Frankreichs Wirtschafts- und Finanzminister Bruno Le Maire forderte angesichts der Entscheidung einmal mehr die sofortige Rücknahme dieser Zölle. "Im gegenwärtigen Kontext benachteiligen Handelssanktionen unsere Volkswirtschaften, die sich in einer beispiellosen Krise befinden, nur noch weiter", sagte Le Maire. Solange das nicht passiere, müsste die EU das Gleichgewicht der Kräfte wiederherstellen und hart bleiben. "Die EU muss Sanktionen verhängen, sobald die WTO ihre formelle Genehmigung erteilt hat", sagte Le Maire.

Bernd Lange: "Die EU sollte nicht naiv sein"

Auch der SPD-Politiker und Chef des Handelsausschusses im Europaparlament, Bernd Lange, warnte vor einem zu großen Entgegenkommen.
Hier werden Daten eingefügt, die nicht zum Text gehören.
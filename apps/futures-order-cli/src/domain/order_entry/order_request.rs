//! Order request value object and its construction from raw input.

use rust_decimal::Decimal;
use serde::{Deserialize, Serialize};

use super::errors::ValidationError;
use super::value_objects::{OrderSide, OrderType};
use crate::domain::shared::{Price, Quantity, Symbol};

/// Raw, unvalidated order parameters as typed by a user.
///
/// Side, order type and symbol are matched case-insensitively.
#[derive(Debug, Clone, Default, PartialEq, Eq, Serialize, Deserialize)]
pub struct OrderParams {
    /// Instrument, e.g. "btcusdt".
    pub symbol: String,
    /// "buy" or "sell".
    pub side: String,
    /// "market", "limit" or "stop-limit".
    pub order_type: String,
    /// Order size.
    pub quantity: Decimal,
    /// Limit price (LIMIT and STOP-LIMIT only).
    pub price: Option<Decimal>,
    /// Trigger price (STOP-LIMIT only).
    pub stop_price: Option<Decimal>,
}

/// Per-type order shape. Each variant carries exactly the prices it needs.
#[derive(Debug, Clone, Copy, PartialEq, Eq, Hash, Serialize, Deserialize)]
#[serde(tag = "kind", rename_all = "SCREAMING_SNAKE_CASE")]
pub enum OrderKind {
    /// Quantity only.
    Market,
    /// Resting order at `price`.
    Limit {
        /// Limit price.
        price: Price,
    },
    /// Limit order at `price` armed once `stop_price` trades.
    StopLimit {
        /// Limit price once triggered.
        price: Price,
        /// Trigger price.
        stop_price: Price,
    },
}

impl OrderKind {
    /// Check the supplied price fields against what `order_type` takes.
    ///
    /// Missing required prices and superfluous ones are both errors.
    pub fn from_parts(
        order_type: OrderType,
        price: Option<Decimal>,
        stop_price: Option<Decimal>,
    ) -> Result<Self, ValidationError> {
        match order_type {
            OrderType::Market => {
                if price.is_some() {
                    return Err(ValidationError::UnexpectedPriceField {
                        order_type,
                        field: "price",
                    });
                }
                if stop_price.is_some() {
                    return Err(ValidationError::UnexpectedPriceField {
                        order_type,
                        field: "stop_price",
                    });
                }
                Ok(Self::Market)
            }
            OrderType::Limit => {
                let Some(price) = price else {
                    return Err(ValidationError::MissingPrice);
                };
                if stop_price.is_some() {
                    return Err(ValidationError::UnexpectedPriceField {
                        order_type,
                        field: "stop_price",
                    });
                }
                Ok(Self::Limit {
                    price: Price::try_new(price, "price")?,
                })
            }
            OrderType::StopLimit => {
                let (Some(price), Some(stop_price)) = (price, stop_price) else {
                    return Err(ValidationError::MissingStopParams);
                };
                Ok(Self::StopLimit {
                    price: Price::try_new(price, "price")?,
                    stop_price: Price::try_new(stop_price, "stop_price")?,
                })
            }
        }
    }

    /// The user-facing order type.
    #[must_use]
    pub const fn order_type(&self) -> OrderType {
        match self {
            Self::Market => OrderType::Market,
            Self::Limit { .. } => OrderType::Limit,
            Self::StopLimit { .. } => OrderType::StopLimit,
        }
    }

    /// Limit price, if the kind has one.
    #[must_use]
    pub const fn price(&self) -> Option<Price> {
        match self {
            Self::Market => None,
            Self::Limit { price } | Self::StopLimit { price, .. } => Some(*price),
        }
    }

    /// Trigger price, if the kind has one.
    #[must_use]
    pub const fn stop_price(&self) -> Option<Price> {
        match self {
            Self::StopLimit { stop_price, .. } => Some(*stop_price),
            Self::Market | Self::Limit { .. } => None,
        }
    }
}

/// A validated order, ready to be shaped into an exchange payload.
///
/// Immutable once built: fields are only readable.
#[derive(Debug, Clone, PartialEq, Eq, Hash, Serialize, Deserialize)]
pub struct OrderRequest {
    symbol: Symbol,
    side: OrderSide,
    quantity: Quantity,
    kind: OrderKind,
}

impl OrderRequest {
    /// Validate raw parameters.
    ///
    /// Checks run symbol, side, order type with its prices, then quantity,
    /// and stop at the first failure.
    pub fn build(params: &OrderParams) -> Result<Self, ValidationError> {
        let symbol = Symbol::new(&params.symbol);
        symbol.validate()?;

        let side = OrderSide::parse(&params.side)?;
        let order_type = OrderType::parse(&params.order_type)?;
        let kind = OrderKind::from_parts(order_type, params.price, params.stop_price)?;
        let quantity = Quantity::try_new(params.quantity)?;

        Ok(Self {
            symbol,
            side,
            quantity,
            kind,
        })
    }

    /// Create a market order request.
    #[must_use]
    pub const fn market(symbol: Symbol, side: OrderSide, quantity: Quantity) -> Self {
        Self {
            symbol,
            side,
            quantity,
            kind: OrderKind::Market,
        }
    }

    /// Create a limit order request.
    #[must_use]
    pub const fn limit(symbol: Symbol, side: OrderSide, quantity: Quantity, price: Price) -> Self {
        Self {
            symbol,
            side,
            quantity,
            kind: OrderKind::Limit { price },
        }
    }

    /// Create a stop-limit order request.
    #[must_use]
    pub const fn stop_limit(
        symbol: Symbol,
        side: OrderSide,
        quantity: Quantity,
        price: Price,
        stop_price: Price,
    ) -> Self {
        Self {
            symbol,
            side,
            quantity,
            kind: OrderKind::StopLimit { price, stop_price },
        }
    }

    /// Instrument.
    #[must_use]
    pub const fn symbol(&self) -> &Symbol {
        &self.symbol
    }

    /// Side.
    #[must_use]
    pub const fn side(&self) -> OrderSide {
        self.side
    }

    /// Quantity.
    #[must_use]
    pub const fn quantity(&self) -> Quantity {
        self.quantity
    }

    /// Per-type shape with its prices.
    #[must_use]
    pub const fn kind(&self) -> &OrderKind {
        &self.kind
    }

    /// Shortcut for `kind().order_type()`.
    #[must_use]
    pub const fn order_type(&self) -> OrderType {
        self.kind.order_type()
    }
}

#[cfg(test)]
mod tests {
    use super::*;
    use rust_decimal_macros::dec;

    fn params(order_type: &str) -> OrderParams {
        OrderParams {
            symbol: "btcusdt".to_string(),
            side: "buy".to_string(),
            order_type: order_type.to_string(),
            quantity: dec!(0.01),
            price: None,
            stop_price: None,
        }
    }

    #[test]
    fn build_market_normalizes_case() {
        let request = OrderRequest::build(&params("market")).unwrap();

        assert_eq!(request.symbol().as_str(), "BTCUSDT");
        assert_eq!(request.side(), OrderSide::Buy);
        assert_eq!(request.kind(), &OrderKind::Market);
        assert_eq!(request.quantity().amount(), dec!(0.01));
    }

    #[test]
    fn build_market_rejects_price() {
        let mut p = params("market");
        p.price = Some(dec!(100));

        assert_eq!(
            OrderRequest::build(&p).unwrap_err(),
            ValidationError::UnexpectedPriceField {
                order_type: OrderType::Market,
                field: "price"
            }
        );
    }

    #[test]
    fn build_market_rejects_stop_price() {
        let mut p = params("market");
        p.stop_price = Some(dec!(100));

        assert!(matches!(
            OrderRequest::build(&p),
            Err(ValidationError::UnexpectedPriceField {
                field: "stop_price",
                ..
            })
        ));
    }

    #[test]
    fn build_limit_requires_price() {
        assert_eq!(
            OrderRequest::build(&params("limit")).unwrap_err(),
            ValidationError::MissingPrice
        );
    }

    #[test]
    fn build_limit_with_price() {
        let mut p = params("LIMIT");
        p.price = Some(dec!(65000.5));

        let request = OrderRequest::build(&p).unwrap();
        assert_eq!(request.order_type(), OrderType::Limit);
        assert_eq!(request.kind().price().unwrap().amount(), dec!(65000.5));
        assert!(request.kind().stop_price().is_none());
    }

    #[test]
    fn build_limit_rejects_stop_price() {
        let mut p = params("limit");
        p.price = Some(dec!(100));
        p.stop_price = Some(dec!(99));

        assert!(matches!(
            OrderRequest::build(&p),
            Err(ValidationError::UnexpectedPriceField {
                order_type: OrderType::Limit,
                ..
            })
        ));
    }

    #[test]
    fn build_stop_limit_requires_both_prices() {
        let mut only_price = params("stop-limit");
        only_price.price = Some(dec!(3000));
        assert_eq!(
            OrderRequest::build(&only_price).unwrap_err(),
            ValidationError::MissingStopParams
        );

        let mut only_stop = params("stop-limit");
        only_stop.stop_price = Some(dec!(2950));
        assert_eq!(
            OrderRequest::build(&only_stop).unwrap_err(),
            ValidationError::MissingStopParams
        );

        assert_eq!(
            OrderRequest::build(&params("stop-limit")).unwrap_err(),
            ValidationError::MissingStopParams
        );
    }

    #[test]
    fn build_stop_limit_with_both_prices() {
        let mut p = params("stop-limit");
        p.price = Some(dec!(3000));
        p.stop_price = Some(dec!(2950));

        let request = OrderRequest::build(&p).unwrap();
        assert_eq!(
            request.kind(),
            &OrderKind::StopLimit {
                price: Price::try_new(dec!(3000), "price").unwrap(),
                stop_price: Price::try_new(dec!(2950), "stop_price").unwrap(),
            }
        );
    }

    #[test]
    fn build_rejects_invalid_side_before_order_type() {
        let mut p = params("bogus");
        p.side = "hold".to_string();

        assert!(matches!(
            OrderRequest::build(&p),
            Err(ValidationError::InvalidSide { .. })
        ));
    }

    #[test]
    fn build_rejects_unsupported_order_type() {
        assert!(matches!(
            OrderRequest::build(&params("trailing-stop")),
            Err(ValidationError::UnsupportedOrderType { .. })
        ));
    }

    // The interactive prompt used to warn on a non-positive quantity and
    // submit anyway. Building a request now refuses it outright.
    #[test]
    fn build_rejects_non_positive_quantity() {
        let mut zero = params("market");
        zero.quantity = Decimal::ZERO;
        assert_eq!(
            OrderRequest::build(&zero).unwrap_err(),
            ValidationError::InvalidQuantity {
                quantity: Decimal::ZERO
            }
        );

        let mut negative = params("market");
        negative.quantity = dec!(-0.5);
        assert!(matches!(
            OrderRequest::build(&negative),
            Err(ValidationError::InvalidQuantity { .. })
        ));
    }

    #[test]
    fn build_rejects_non_positive_prices() {
        let mut p = params("stop-limit");
        p.price = Some(dec!(3000));
        p.stop_price = Some(dec!(-1));

        assert_eq!(
            OrderRequest::build(&p).unwrap_err(),
            ValidationError::InvalidPrice {
                field: "stop_price",
                value: dec!(-1)
            }
        );
    }

    #[test]
    fn build_rejects_empty_symbol() {
        let mut p = params("market");
        p.symbol = "  ".to_string();

        assert!(matches!(
            OrderRequest::build(&p),
            Err(ValidationError::InvalidSymbol { .. })
        ));
    }

    #[test]
    fn build_is_idempotent() {
        let mut p = params("stop-limit");
        p.price = Some(dec!(3000));
        p.stop_price = Some(dec!(2950));

        let first = OrderRequest::build(&p).unwrap();
        let second = OrderRequest::build(&p).unwrap();
        assert_eq!(first, second);
    }

    #[test]
    fn constructors_match_build() {
        let mut p = params("limit");
        p.price = Some(dec!(100));

        let built = OrderRequest::build(&p).unwrap();
        let constructed = OrderRequest::limit(
            Symbol::new("BTCUSDT"),
            OrderSide::Buy,
            Quantity::try_new(dec!(0.01)).unwrap(),
            Price::try_new(dec!(100), "price").unwrap(),
        );
        assert_eq!(built, constructed);
    }
}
Wenn es auch nach den Präsidentschaftswahlen kein konstruktives Engagement von amerikanischer Seite gebe, "sollte die EU nicht naiv sein", sagte Lange. Stattdessen sollte sie ihre Rechte durchsetzen, indem sie die Zölle einführt, die die WTO-Regeln der EU jetzt erlauben.

Bis es so weit ist, sollte allerdings verhandelt werden. "Ich hoffe aufrichtig, dass diese Entscheidung ein Anreiz sein wird, diese Streitigkeiten durch eine Verhandlungslösung zu beenden. Das sollte die absolute Priorität bleiben, denn in Zeiten wie diesen sollten wir mehr denn je zusammen- und nicht gegeneinander arbeiten", sagte Lange.